Except there’s a catch. Evidence suggests that Paxlovid can also provoke a “rebound” in some people. Which is to say, you can get a touch of Covid yet again, after you’ve finished with the first dose.

So you get Covid after taking all those yearly booster shots. Then you take a medicine that helps you get through the Covid infection you mysteriously contracted, despite the boosters. The medicine helps you navigate the infection safely, except then it can provoke a rebound.

So that after you’re cured of the first dose of Covid, you get a second dose of Covid thanks to the helpful medicine you were advised to take because of your vulnerability.

That’s what he’s been living with for the past few weeks. He hasn’t gone on his daily two-mile walk in 21 days. He may try to walk a mile later this afternoon.
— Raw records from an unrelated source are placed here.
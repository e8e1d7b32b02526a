//! File-Level Restore Mount Manager.
//!
//! Connects a completed backup disk's qcow2 image to an NBD device, mounts
//! its first partition read-only under the configured mount root, and
//! reaps the mount once it has sat idle past its TTL. Every step that
//! touches the host (qemu-nbd, mkdir, mount, umount) is undone on failure
//! so a half-finished mount never lingers in the Repository.

use std::path::Path;
use std::sync::Arc;
use std::time::Duration;

use tokio::sync::Mutex;
use tokio::time::sleep;
use tracing::{info, warn};

use volcore_common::{process, BackupDiskStatus, RestoreMount, RestoreMountStatus};
use volcore_repository::Repository;

use crate::error::{RestoreError, RestoreResult};
use crate::mount_root::MountRoot;
use crate::{pool, probe};

const CONNECT_TIMEOUT: Duration = Duration::from_secs(10);
const DEVICE_POLL_INTERVAL: Duration = Duration::from_millis(500);
const DEVICE_POLL_ATTEMPTS: u32 = 20;

pub struct RestoreMountManagerConfig {
    pub mount_root: MountRoot,
    pub idle_ttl: Duration,
}

pub struct RestoreMountManager {
    repo: Arc<dyn Repository>,
    config: RestoreMountManagerConfig,
    /// Serializes allocate→connect→persist so two concurrent `mount()`
    /// calls for different backup disks can't race onto the same pool
    /// slot before either has a Repository row to claim it.
    pool_lock: Mutex<()>,
}

impl RestoreMountManager {
    #[must_use]
    pub fn new(repo: Arc<dyn Repository>, config: RestoreMountManagerConfig) -> Self {
        Self { repo, config, pool_lock: Mutex::new(()) }
    }

    /// Mount the given backup disk, or return the existing mount if one is
    /// already live for it — mounting is idempotent from a caller's view.
    pub async fn mount(&self, backup_disk_id: u64) -> RestoreResult<RestoreMount> {
        if let Some(mut existing) = self.repo.get_restore_mount_by_backup_disk(backup_disk_id)? {
            existing.last_accessed_at = volcore_common::ids::now();
            existing.expires_at = Some(existing.last_accessed_at + self.config.idle_ttl.as_secs());
            self.repo.update_restore_mount(&existing)?;
            return Ok(existing);
        }

        let disk = self
            .repo
            .get_backup_disk(backup_disk_id)?
            .ok_or(RestoreError::DiskNotFound(backup_disk_id))?;
        if disk.status != BackupDiskStatus::Completed {
            return Err(RestoreError::DiskNotReady(backup_disk_id));
        }
        let qcow2_path = disk.qcow2_path.ok_or(RestoreError::DiskNotReady(backup_disk_id))?;

        let mount_id = volcore_common::ids::new_entity_id();

        let _guard = self.pool_lock.lock().await;
        let device = pool::allocate(self.repo.as_ref())?;
        if let Err(e) = self.connect(&device, &qcow2_path).await {
            return Err(e);
        }

        let result = self.finish_mount(&mount_id, backup_disk_id, &device).await;
        if let Err(e) = &result {
            warn!(backup_disk_id, device, error = %e, "restore mount failed, rolling back");
            let _ = self.disconnect(&device).await;
        }
        result
    }

    async fn connect(&self, device: &str, qcow2_path: &str) -> RestoreResult<()> {
        process::run(
            "qemu-nbd",
            &["--read-only", "--connect", device, qcow2_path],
            CONNECT_TIMEOUT,
        )
        .await?;
        Ok(())
    }

    async fn disconnect(&self, device: &str) -> RestoreResult<()> {
        process::run("qemu-nbd", &["--disconnect", device], CONNECT_TIMEOUT).await?;
        Ok(())
    }

    async fn wait_for_node(&self, path: &str) -> RestoreResult<()> {
        for _ in 0..DEVICE_POLL_ATTEMPTS {
            if Path::new(path).exists() {
                return Ok(());
            }
            sleep(DEVICE_POLL_INTERVAL).await;
        }
        Err(RestoreError::DeviceNotReady(path.to_string()))
    }

    async fn finish_mount(&self, mount_id: &str, backup_disk_id: u64, device: &str) -> RestoreResult<RestoreMount> {
        self.wait_for_node(device).await?;

        let partition = format!("{device}p1");
        let source = if Path::new(&partition).exists() { partition } else { device.to_string() };

        let filesystem_type = probe::filesystem_type(&source).await?;
        let mount_path = self.config.mount_root.mount_path(mount_id)?;
        tokio::fs::create_dir_all(&mount_path)
            .await
            .map_err(|source| volcore_common::ExternalCommandError::Spawn { program: "mkdir".into(), source })?;

        let mount_path_str = mount_path.to_string_lossy().into_owned();
        if let Err(e) = process::run("mount", &["-o", "ro", &source, &mount_path_str], CONNECT_TIMEOUT).await {
            let _ = tokio::fs::remove_dir(&mount_path).await;
            return Err(e.into());
        }

        let now = volcore_common::ids::now();
        let mount = RestoreMount {
            id: mount_id.to_string(),
            backup_disk_id,
            mount_path: mount_path_str,
            nbd_device: device.to_string(),
            filesystem_type,
            mount_mode: "read-only".to_string(),
            status: RestoreMountStatus::Mounted,
            partition_metadata: None,
            created_at: now,
            last_accessed_at: now,
            expires_at: Some(now + self.config.idle_ttl.as_secs()),
            unmounted_at: None,
        };
        self.repo.create_restore_mount(&mount)?;
        info!(backup_disk_id, device, path = %mount.mount_path, "restore mount ready");
        Ok(mount)
    }

    /// Tear down a mount. Every sub-step (umount, directory removal,
    /// qemu-nbd disconnect) runs regardless of whether an earlier one
    /// failed, so a partial failure never leaves the others undone.
    pub async fn unmount(&self, mount_id: &str) -> RestoreResult<()> {
        let Some(mount) = self.repo.get_restore_mount(mount_id)? else {
            return Ok(());
        };
        self.teardown(&mount, false).await;
        self.repo.delete_restore_mount(mount_id)?;
        Ok(())
    }

    async fn teardown(&self, mount: &RestoreMount, force: bool) {
        let umount_args: Vec<&str> = if force { vec!["-l", &mount.mount_path] } else { vec![&mount.mount_path] };
        if let Err(e) = process::run("umount", &umount_args, CONNECT_TIMEOUT).await {
            warn!(mount_id = %mount.id, error = %e, "umount failed");
        }
        if let Err(e) = tokio::fs::remove_dir(&mount.mount_path).await {
            warn!(mount_id = %mount.id, error = %e, "removing mount directory failed");
        }
        if let Err(e) = self.disconnect(&mount.nbd_device).await {
            warn!(mount_id = %mount.id, error = %e, "qemu-nbd disconnect failed");
        }
    }

    /// Unmount every mount whose TTL has elapsed. Run on a timer by the
    /// caller at `reaper_interval`.
    pub async fn reap_expired(&self) -> RestoreResult<usize> {
        let now = volcore_common::ids::now();
        let expired = self.repo.list_expired_restore_mounts(now)?;
        let mut reaped = 0;
        for mount in expired {
            self.teardown(&mount, false).await;
            if Path::new(&mount.mount_path).exists() {
                warn!(mount_id = %mount.id, "graceful umount left mount path behind, forcing");
                self.teardown(&mount, true).await;
            }
            self.repo.delete_restore_mount(&mount.id)?;
            reaped += 1;
        }
        Ok(reaped)
    }
}

#[cfg(test)]
mod tests {
    use super::*;
    use std::collections::HashMap;

    use parking_lot::Mutex;
    use volcore_repository::RepoResult;

    #[derive(Default)]
    struct FakeRepo {
        mounts: Mutex<HashMap<String, RestoreMount>>,
    }

    macro_rules! unimplemented_repo_methods {
        ($($name:ident($($arg:ident: $ty:ty),*) -> $ret:ty;)*) => {
            $(fn $name(&self, $($arg: $ty),*) -> $ret { unimplemented!() })*
        };
    }

    impl Repository for FakeRepo {
        unimplemented_repo_methods! {
            create_operation(_op: &volcore_common::Operation) -> RepoResult<()>;
            get_operation(_id: &str) -> RepoResult<Option<volcore_common::Operation>>;
            update_operation(_op: &volcore_common::Operation) -> RepoResult<()>;
            list_operations_for_volume(_volume_id: &str) -> RepoResult<Vec<volcore_common::Operation>>;
            list_operations_for_vm(_vm_id: &str) -> RepoResult<Vec<volcore_common::Operation>>;
            list_stale_executing_operations(_older_than: u64) -> RepoResult<Vec<volcore_common::Operation>>;
            create_mapping(_mapping: &volcore_common::DeviceMapping) -> RepoResult<()>;
            get_mapping(_volume_uuid: &str) -> RepoResult<Option<volcore_common::DeviceMapping>>;
            get_mapping_by_device(_device_path: &str) -> RepoResult<Option<volcore_common::DeviceMapping>>;
            update_mapping(_mapping: &volcore_common::DeviceMapping) -> RepoResult<()>;
            delete_mapping(_volume_uuid: &str) -> RepoResult<()>;
            list_mappings_for_vm(_vm_id: &str) -> RepoResult<Vec<volcore_common::DeviceMapping>>;
            list_all_mappings() -> RepoResult<Vec<volcore_common::DeviceMapping>>;
            create_export(_export: &volcore_common::NbdExport) -> RepoResult<()>;
            get_export(_id: &str) -> RepoResult<Option<volcore_common::NbdExport>>;
            get_export_for_volume(_volume_id: &str) -> RepoResult<Option<volcore_common::NbdExport>>;
            update_export(_export: &volcore_common::NbdExport) -> RepoResult<()>;
            delete_export(_id: &str) -> RepoResult<()>;
            create_backup_context(_ctx: &volcore_common::BackupContext) -> RepoResult<()>;
            get_backup_context(_context_id: &str) -> RepoResult<Option<volcore_common::BackupContext>>;
            get_backup_context_by_vm(_vm_name: &str, _repository_id: &str) -> RepoResult<Option<volcore_common::BackupContext>>;
            update_backup_context(_ctx: &volcore_common::BackupContext) -> RepoResult<()>;
            delete_backup_context(_context_id: &str) -> RepoResult<()>;
            create_backup_disk(_disk: &volcore_common::BackupDisk) -> RepoResult<()>;
            get_backup_disk(_id: u64) -> RepoResult<Option<volcore_common::BackupDisk>>;
            get_backup_disk_by_job(_backup_job_id: &str, _disk_index: u32) -> RepoResult<Option<volcore_common::BackupDisk>>;
            update_backup_disk(_disk: &volcore_common::BackupDisk) -> RepoResult<()>;
            list_backup_disks_for_context(_context_id: &str) -> RepoResult<Vec<volcore_common::BackupDisk>>;
            delete_backup_disk(_id: u64) -> RepoResult<()>;
            delete_backup_disks_for_job(_backup_job_id: &str) -> RepoResult<()>;
            update_restore_mount(_mount: &RestoreMount) -> RepoResult<()>;
            list_restore_mounts() -> RepoResult<Vec<RestoreMount>>;
            count_active_restore_mounts() -> RepoResult<usize>;
            allocated_nbd_devices() -> RepoResult<Vec<String>>;
            create_snapshot_record(_record: &volcore_common::VolumeSnapshotRecord) -> RepoResult<()>;
            get_snapshot_record(_volume_id: &str) -> RepoResult<Option<volcore_common::VolumeSnapshotRecord>>;
            delete_snapshot_record(_snapshot_id: &str) -> RepoResult<()>;
        }

        fn create_restore_mount(&self, mount: &RestoreMount) -> RepoResult<()> {
            self.mounts.lock().insert(mount.id.clone(), mount.clone());
            Ok(())
        }

        fn get_restore_mount(&self, id: &str) -> RepoResult<Option<RestoreMount>> {
            Ok(self.mounts.lock().get(id).cloned())
        }

        fn get_restore_mount_by_backup_disk(&self, backup_disk_id: u64) -> RepoResult<Option<RestoreMount>> {
            Ok(self.mounts.lock().values().find(|m| m.backup_disk_id == backup_disk_id).cloned())
        }

        fn delete_restore_mount(&self, id: &str) -> RepoResult<()> {
            self.mounts.lock().remove(id);
            Ok(())
        }

        fn list_expired_restore_mounts(&self, now: u64) -> RepoResult<Vec<RestoreMount>> {
            Ok(self
                .mounts
                .lock()
                .values()
                .filter(|m| m.expires_at.is_some_and(|e| e <= now))
                .cloned()
                .collect())
        }
    }

    fn sample_mount(id: &str, expires_at: Option<u64>) -> RestoreMount {
        RestoreMount {
            id: id.to_string(),
            backup_disk_id: 1,
            mount_path: "/tmp/volcore-restore-test-nonexistent".into(),
            nbd_device: "/dev/nbd0".into(),
            filesystem_type: Some("ext4".into()),
            mount_mode: "read-only".into(),
            status: RestoreMountStatus::Mounted,
            partition_metadata: None,
            created_at: 0,
            last_accessed_at: 0,
            expires_at,
            unmounted_at: None,
        }
    }

    fn manager(repo: Arc<FakeRepo>) -> RestoreMountManager {
        RestoreMountManager::new(
            repo,
            RestoreMountManagerConfig {
                mount_root: MountRoot::new("/tmp/volcore-restore-test"),
                idle_ttl: Duration::from_secs(3600),
            },
        )
    }

    #[tokio::test]
    async fn reap_expired_removes_stale_rows_even_when_teardown_commands_fail() {
        let repo = Arc::new(FakeRepo::default());
        repo.create_restore_mount(&sample_mount("expired", Some(0))).unwrap();
        repo.create_restore_mount(&sample_mount("still-fresh", Some(u64::MAX))).unwrap();

        let reaped = manager(repo.clone()).reap_expired().await.unwrap();

        assert_eq!(reaped, 1);
        assert!(repo.get_restore_mount("expired").unwrap().is_none());
        assert!(repo.get_restore_mount("still-fresh").unwrap().is_some());
    }

    #[tokio::test]
    async fn unmount_deletes_the_row_regardless_of_teardown_failures() {
        let repo = Arc::new(FakeRepo::default());
        repo.create_restore_mount(&sample_mount("m1", None)).unwrap();

        manager(repo.clone()).unmount("m1").await.unwrap();

        assert!(repo.get_restore_mount("m1").unwrap().is_none());
    }

    #[tokio::test]
    async fn mount_reuses_an_existing_row_and_bumps_its_expiry() {
        let repo = Arc::new(FakeRepo::default());
        let mut existing = sample_mount("existing", Some(1));
        existing.backup_disk_id = 9;
        existing.last_accessed_at = 1;
        repo.create_restore_mount(&existing).unwrap();

        let result = manager(repo).mount(9).await.unwrap();

        assert_eq!(result.id, "existing");
        assert!(result.last_accessed_at >= existing.last_accessed_at);
    }
}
He drives his car in the early morning to feed the birds.

They say it will probably rain or snow tomorrow night and into Sunday.

He is re-reading Don DeLillo’s novel, “Falling Man,” a deeply unsettling novel wonderfully written, about the immediate after-effects of 9-11.

He was healthy back in those days, flying to Paris 16 times over a four-year period. He stayed in the same small hotel each time near the Place de la Bastille. He had a neighborhood, French friends, an English-language bookstore nearby, owned by a beautiful and smart Canadian woman named Penelope.

There was no Covid in those days.

And he was nowhere near 86.

Today, he feels more distant than ever from the world passing by outside his window. The world is going to places that no longer interest him. He feels it is on the wrong track in just about everything it does.

He tested negative yesterday and two days last week.

By today’s standards, that’s good.

In today’s narrative, Negative is the new Positive. Up is the new Down. Out is the new In.